§ **Problem description**
Please read the records below and return each line holding the string "DuplicateEnabledPool".
(Material for the task begins)
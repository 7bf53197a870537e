use anchor_lang::prelude::*;
use std::collections::BTreeSet;

use crate::constants::MAX_PAGE_LIMIT;
use crate::errors::LeverageError;
use crate::math::Dec;
use crate::state::Params;

impl Params {
    /// Check every field against its bound.
    ///
    /// Checks run in field order and the first violation is returned; nothing
    /// after it is inspected. Comparison failures carry the observed value and
    /// the bound in the error's compared values.
    pub fn validate(&self) -> Result<()> {
        self.validate_with_page_limit(MAX_PAGE_LIMIT)
    }

    /// Same as [`Params::validate`] with an explicit ceiling for `number_per_block`
    pub fn validate_with_page_limit(&self, page_limit: i64) -> Result<()> {
        let Some(leverage_max) = self.leverage_max else {
            return err!(LeverageError::LeverageMaxMissing);
        };
        require_gt!(leverage_max, Dec::one(), LeverageError::LeverageMaxTooLow);

        require_gt!(self.epoch_length, 0, LeverageError::EpochLengthNotPositive);

        let Some(pool_open_threshold) = self.pool_open_threshold else {
            return err!(LeverageError::PoolOpenThresholdMissing);
        };
        require_gt!(
            pool_open_threshold,
            Dec::zero(),
            LeverageError::PoolOpenThresholdNotPositive
        );

        let Some(safety_factor) = self.safety_factor else {
            return err!(LeverageError::SafetyFactorMissing);
        };
        require_gt!(safety_factor, Dec::zero(), LeverageError::SafetyFactorNotPositive);

        require_gte!(self.number_per_block, 0, LeverageError::NumberPerBlockNegative);
        require_gte!(
            page_limit,
            self.number_per_block,
            LeverageError::NumberPerBlockExceedsPageLimit
        );

        if let Some(pool_id) = first_duplicate(&self.enabled_pools) {
            msg!("Duplicate enabled pool id: {}", pool_id);
            return err!(LeverageError::DuplicateEnabledPool);
        }

        if self.exit_buffer.is_none() {
            return err!(LeverageError::ExitBufferMissing);
        }

        let Some(liabilities_factor) = self.liabilities_factor else {
            return err!(LeverageError::LiabilitiesFactorMissing);
        };
        require_gt!(
            liabilities_factor,
            Dec::zero(),
            LeverageError::LiabilitiesFactorNotPositive
        );
        require_gte!(
            Dec::one(),
            liabilities_factor,
            LeverageError::LiabilitiesFactorAboveOne
        );

        Ok(())
    }
}

/// First id seen twice while scanning in order
fn first_duplicate(pools: &[u64]) -> Option<u64> {
    let mut seen = BTreeSet::new();
    pools.iter().copied().find(|pool_id| !seen.insert(*pool_id))
}

#[cfg(test)]
mod tests {
    use super::*;
    use anchor_lang::error::Error;
    use proptest::prelude::*;

    fn dec(s: &str) -> Dec {
        s.parse().unwrap()
    }

    fn assert_rejects(params: &Params, expected: LeverageError) {
        let err = params.validate().unwrap_err();
        assert_eq!(err, Error::from(expected));
    }

    #[test]
    fn test_defaults_validate() {
        assert!(Params::new().validate().is_ok());
    }

    #[test]
    fn test_distinct_pools_accepted() {
        let params = Params {
            enabled_pools: vec![1, 2, 3],
            ..Params::new()
        };
        assert!(params.validate().is_ok());
    }

    #[test]
    fn test_duplicate_pools_rejected() {
        let params = Params {
            enabled_pools: vec![1, 2, 1],
            ..Params::new()
        };
        assert_rejects(&params, LeverageError::DuplicateEnabledPool);
    }

    #[test]
    fn test_first_duplicate_in_scan_order() {
        assert_eq!(first_duplicate(&[]), None);
        assert_eq!(first_duplicate(&[4, 5, 6]), None);
        assert_eq!(first_duplicate(&[3, 9, 9, 3]), Some(9));
        assert_eq!(first_duplicate(&[3, 9, 3, 9]), Some(3));
    }

    #[test]
    fn test_leverage_max_missing() {
        let params = Params {
            leverage_max: None,
            ..Params::new()
        };
        assert_rejects(&params, LeverageError::LeverageMaxMissing);
    }

    #[test]
    fn test_leverage_max_of_one_rejected() {
        let params = Params {
            leverage_max: Some(Dec::one()),
            ..Params::new()
        };
        assert_rejects(&params, LeverageError::LeverageMaxTooLow);
    }

    #[test]
    fn test_leverage_max_just_above_one_accepted() {
        let params = Params {
            leverage_max: Some(dec("1.000000000000000001")),
            ..Params::new()
        };
        assert!(params.validate().is_ok());
    }

    #[test]
    fn test_epoch_length_zero_rejected() {
        let params = Params {
            epoch_length: 0,
            ..Params::new()
        };
        assert_rejects(&params, LeverageError::EpochLengthNotPositive);
    }

    #[test]
    fn test_pool_open_threshold() {
        let missing = Params {
            pool_open_threshold: None,
            ..Params::new()
        };
        assert_rejects(&missing, LeverageError::PoolOpenThresholdMissing);

        let zero = Params {
            pool_open_threshold: Some(Dec::zero()),
            ..Params::new()
        };
        assert_rejects(&zero, LeverageError::PoolOpenThresholdNotPositive);
    }

    #[test]
    fn test_safety_factor() {
        let missing = Params {
            safety_factor: None,
            ..Params::new()
        };
        assert_rejects(&missing, LeverageError::SafetyFactorMissing);

        let negative = Params {
            safety_factor: Some(dec("-1.1")),
            ..Params::new()
        };
        assert_rejects(&negative, LeverageError::SafetyFactorNotPositive);
    }

    #[test]
    fn test_number_per_block_bounds() {
        let negative = Params {
            number_per_block: -1,
            ..Params::new()
        };
        assert_rejects(&negative, LeverageError::NumberPerBlockNegative);

        let over = Params {
            number_per_block: MAX_PAGE_LIMIT + 1,
            ..Params::new()
        };
        assert_rejects(&over, LeverageError::NumberPerBlockExceedsPageLimit);

        let at_limit = Params {
            number_per_block: MAX_PAGE_LIMIT,
            ..Params::new()
        };
        assert!(at_limit.validate().is_ok());

        let zero = Params {
            number_per_block: 0,
            ..Params::new()
        };
        assert!(zero.validate().is_ok());
    }

    #[test]
    fn test_number_per_block_with_explicit_page_limit() {
        let params = Params {
            number_per_block: 10_000,
            ..Params::new()
        };
        let err = params.validate_with_page_limit(9999).unwrap_err();
        assert_eq!(err, Error::from(LeverageError::NumberPerBlockExceedsPageLimit));
        assert!(params.validate_with_page_limit(10_000).is_ok());
    }

    #[test]
    fn test_exit_buffer_missing() {
        let params = Params {
            exit_buffer: None,
            ..Params::new()
        };
        assert_rejects(&params, LeverageError::ExitBufferMissing);
    }

    #[test]
    fn test_exit_buffer_zero_accepted() {
        let params = Params {
            exit_buffer: Some(Dec::zero()),
            ..Params::new()
        };
        assert!(params.validate().is_ok());
    }

    #[test]
    fn test_liabilities_factor() {
        let missing = Params {
            liabilities_factor: None,
            ..Params::new()
        };
        assert_rejects(&missing, LeverageError::LiabilitiesFactorMissing);

        let zero = Params {
            liabilities_factor: Some(Dec::zero()),
            ..Params::new()
        };
        assert_rejects(&zero, LeverageError::LiabilitiesFactorNotPositive);

        let one = Params {
            liabilities_factor: Some(dec("1.0")),
            ..Params::new()
        };
        assert!(one.validate().is_ok());

        let above = Params {
            liabilities_factor: Some(dec("1.0000001")),
            ..Params::new()
        };
        assert_rejects(&above, LeverageError::LiabilitiesFactorAboveOne);
    }

    #[test]
    fn test_first_violation_wins() {
        let params = Params {
            leverage_max: None,
            epoch_length: -5,
            safety_factor: None,
            enabled_pools: vec![2, 2],
            liabilities_factor: Some(Dec::from_int(3)),
            ..Params::new()
        };
        assert_rejects(&params, LeverageError::LeverageMaxMissing);

        let params = Params {
            leverage_max: Some(Dec::from_int(5)),
            ..params
        };
        assert_rejects(&params, LeverageError::EpochLengthNotPositive);
    }

    #[test]
    fn test_compared_values_reported() {
        let params = Params {
            leverage_max: Some(dec("0.5")),
            ..Params::new()
        };
        match params.validate().unwrap_err() {
            Error::AnchorError(err) => {
                assert_eq!(err.error_name, "LeverageMaxTooLow");
                assert!(err.compared_values.is_some());
            }
            other => panic!("unexpected error: {other:?}"),
        }
    }

    fn dec_strategy(raw: std::ops::RangeInclusive<i128>) -> impl Strategy<Value = Dec> {
        raw.prop_map(Dec::from_raw)
    }

    proptest! {
        #[test]
        fn prop_leverage_max_at_most_one_rejected(
            leverage_max in dec_strategy(-1_000_000_000_000_000_000_000..=1_000_000_000_000_000_000)
        ) {
            let params = Params { leverage_max: Some(leverage_max), ..Params::new() };
            prop_assert_eq!(params.validate().unwrap_err(), Error::from(LeverageError::LeverageMaxTooLow));
        }

        #[test]
        fn prop_non_positive_epoch_rejected(epoch_length in i64::MIN..=0) {
            let params = Params { epoch_length, ..Params::new() };
            prop_assert_eq!(params.validate().unwrap_err(), Error::from(LeverageError::EpochLengthNotPositive));
        }

        #[test]
        fn prop_non_positive_ratios_rejected(
            value in dec_strategy(-1_000_000_000_000_000_000_000..=0),
            field in 0usize..3
        ) {
            let (params, expected) = match field {
                0 => (
                    Params { pool_open_threshold: Some(value), ..Params::new() },
                    LeverageError::PoolOpenThresholdNotPositive,
                ),
                1 => (
                    Params { safety_factor: Some(value), ..Params::new() },
                    LeverageError::SafetyFactorNotPositive,
                ),
                _ => (
                    Params { liabilities_factor: Some(value), ..Params::new() },
                    LeverageError::LiabilitiesFactorNotPositive,
                ),
            };
            prop_assert_eq!(params.validate().unwrap_err(), Error::from(expected));
        }

        #[test]
        fn prop_liabilities_factor_above_one_rejected(
            liabilities_factor in dec_strategy(1_000_000_000_000_000_001..=i128::MAX)
        ) {
            let params = Params { liabilities_factor: Some(liabilities_factor), ..Params::new() };
            prop_assert_eq!(params.validate().unwrap_err(), Error::from(LeverageError::LiabilitiesFactorAboveOne));
        }

        #[test]
        fn prop_number_per_block_out_of_range_rejected(
            number_per_block in prop_oneof![i64::MIN..0, (MAX_PAGE_LIMIT + 1)..=i64::MAX]
        ) {
            let params = Params { number_per_block, ..Params::new() };
            prop_assert!(params.validate().is_err());
        }

        #[test]
        fn prop_repeated_pool_rejected(
            distinct in proptest::collection::btree_set(any::<u64>(), 1..32),
            pick in any::<prop::sample::Index>(),
            insert_at in any::<prop::sample::Index>()
        ) {
            let mut pools: Vec<u64> = distinct.into_iter().collect();
            let repeated = pools[pick.index(pools.len())];
            let position = insert_at.index(pools.len() + 1);
            pools.insert(position, repeated);
            let params = Params { enabled_pools: pools, ..Params::new() };
            prop_assert_eq!(params.validate().unwrap_err(), Error::from(LeverageError::DuplicateEnabledPool));
        }

        #[test]
        fn prop_distinct_pools_accepted(
            pools in proptest::collection::btree_set(any::<u64>(), 0..64)
        ) {
            let params = Params { enabled_pools: pools.into_iter().collect(), ..Params::new() };
            prop_assert!(params.validate().is_ok());
        }

        #[test]
        fn prop_validation_is_idempotent(
            leverage_max in dec_strategy(0..=20_000_000_000_000_000_000),
            number_per_block in -10i64..20_000,
            pools in proptest::collection::vec(0u64..16, 0..8)
        ) {
            let params = Params {
                leverage_max: Some(leverage_max),
                number_per_block,
                enabled_pools: pools,
                ..Params::new()
            };
            prop_assert_eq!(params.validate(), params.validate());
        }
    }
}
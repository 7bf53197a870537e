use anchor_lang::prelude::*;

pub mod constants;
pub mod errors;
pub mod math;
pub mod state;
pub mod validation;
pub mod instructions;

use instructions::*;

declare_id!("7zzXa6G7idoJpjZwxE2Juq7yK3vqvTYDce3gm1bShDzT");

#[program]
pub mod leverage_lp {
    use super::*;

    /// Create the params account with genesis defaults
    pub fn initialize_params(ctx: Context<InitializeParams>) -> Result<()> {
        instructions::initialize::handler(ctx)
    }

    /// Validate and replace the committed params
    pub fn update_params(ctx: Context<UpdateParams>, params: Params) -> Result<()> {
        instructions::update_params::handler(ctx, params)
    }
}

// Re-export for external use
pub use state::*;
pub use errors::*;
pub use constants::*;
pub use math::*;
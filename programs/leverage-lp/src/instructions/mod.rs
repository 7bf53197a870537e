pub mod initialize;
pub mod update_params;

pub use initialize::*;
pub use update_params::*;
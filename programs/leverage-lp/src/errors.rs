use anchor_lang::prelude::*;

#[error_code]
pub enum LeverageError {
    #[msg("Leverage max must be set")]
    LeverageMaxMissing,

    #[msg("Leverage max must be greater than 1")]
    LeverageMaxTooLow,

    #[msg("Epoch length must be positive")]
    EpochLengthNotPositive,

    #[msg("Pool open threshold must be set")]
    PoolOpenThresholdMissing,

    #[msg("Pool open threshold must be positive")]
    PoolOpenThresholdNotPositive,

    #[msg("Safety factor must be set")]
    SafetyFactorMissing,

    #[msg("Safety factor must be positive")]
    SafetyFactorNotPositive,

    #[msg("Number of positions per block must not be negative")]
    NumberPerBlockNegative,

    #[msg("Number of positions per block exceeds page limit")]
    NumberPerBlockExceedsPageLimit,

    #[msg("Enabled pools must not contain duplicate values")]
    DuplicateEnabledPool,

    #[msg("Exit buffer must be set")]
    ExitBufferMissing,

    #[msg("Liabilities factor must be set")]
    LiabilitiesFactorMissing,

    #[msg("Liabilities factor must be positive")]
    LiabilitiesFactorNotPositive,

    #[msg("Liabilities factor must be less than or equal to 1")]
    LiabilitiesFactorAboveOne,

    #[msg("Too many enabled pools for the params account")]
    TooManyEnabledPools,

    #[msg("Invalid decimal string")]
    InvalidDecimal,

    #[msg("Unauthorized")]
    Unauthorized,
}
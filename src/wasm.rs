use crate::config::{Config, SchedulerConfig, SimulationConfig};
use crate::process::Process;
use crate::simulation::Simulator;
use serde::Deserialize;
use wasm_bindgen::prelude::*;

/// Browser-side settings; anything omitted falls back to the defaults
#[derive(Deserialize, Default)]
#[serde(default)]
struct WasmConfig {
    scheduler: SchedulerConfig,
    max_simulated_time: Option<u64>,
}

/// Run the configured policies over `processes_json` and return the run array
#[wasm_bindgen]
pub fn run_simulation(processes_json: &str, config_json: &str) -> Result<JsValue, JsValue> {
    // Set up better panic messages
    console_error_panic_hook::set_once();

    let processes: Vec<Process> = serde_json::from_str(processes_json)
        .map_err(|e| JsValue::from_str(&format!("Process parse error: {}", e)))?;
    let wasm_config: WasmConfig = if config_json.trim().is_empty() {
        WasmConfig::default()
    } else {
        serde_json::from_str(config_json)
            .map_err(|e| JsValue::from_str(&format!("Config parse error: {}", e)))?
    };

    let defaults = SimulationConfig::default();
    let config = Config {
        scheduler: wasm_config.scheduler,
        simulation: SimulationConfig {
            parallel: false,
            max_simulated_time: wasm_config
                .max_simulated_time
                .unwrap_or(defaults.max_simulated_time),
        },
        workload: None,
        processes,
    };

    let simulator = Simulator::new(config)
        .map_err(|e| JsValue::from_str(&format!("Simulator error: {}", e)))?;
    let report = simulator
        .run_all()
        .map_err(|e| JsValue::from_str(&format!("Simulation error: {}", e)))?;

    Ok(serde_wasm_bindgen::to_value(&report.runs)?)
}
(Material for the task ends)
§ **Response area**
            return err!(LeverageError::DuplicateEnabledPool);
        assert_rejects(&params, LeverageError::DuplicateEnabledPool);
            prop_assert_eq!(params.validate().unwrap_err(), Error::from(LeverageError::DuplicateEnabledPool));
    DuplicateEnabledPool,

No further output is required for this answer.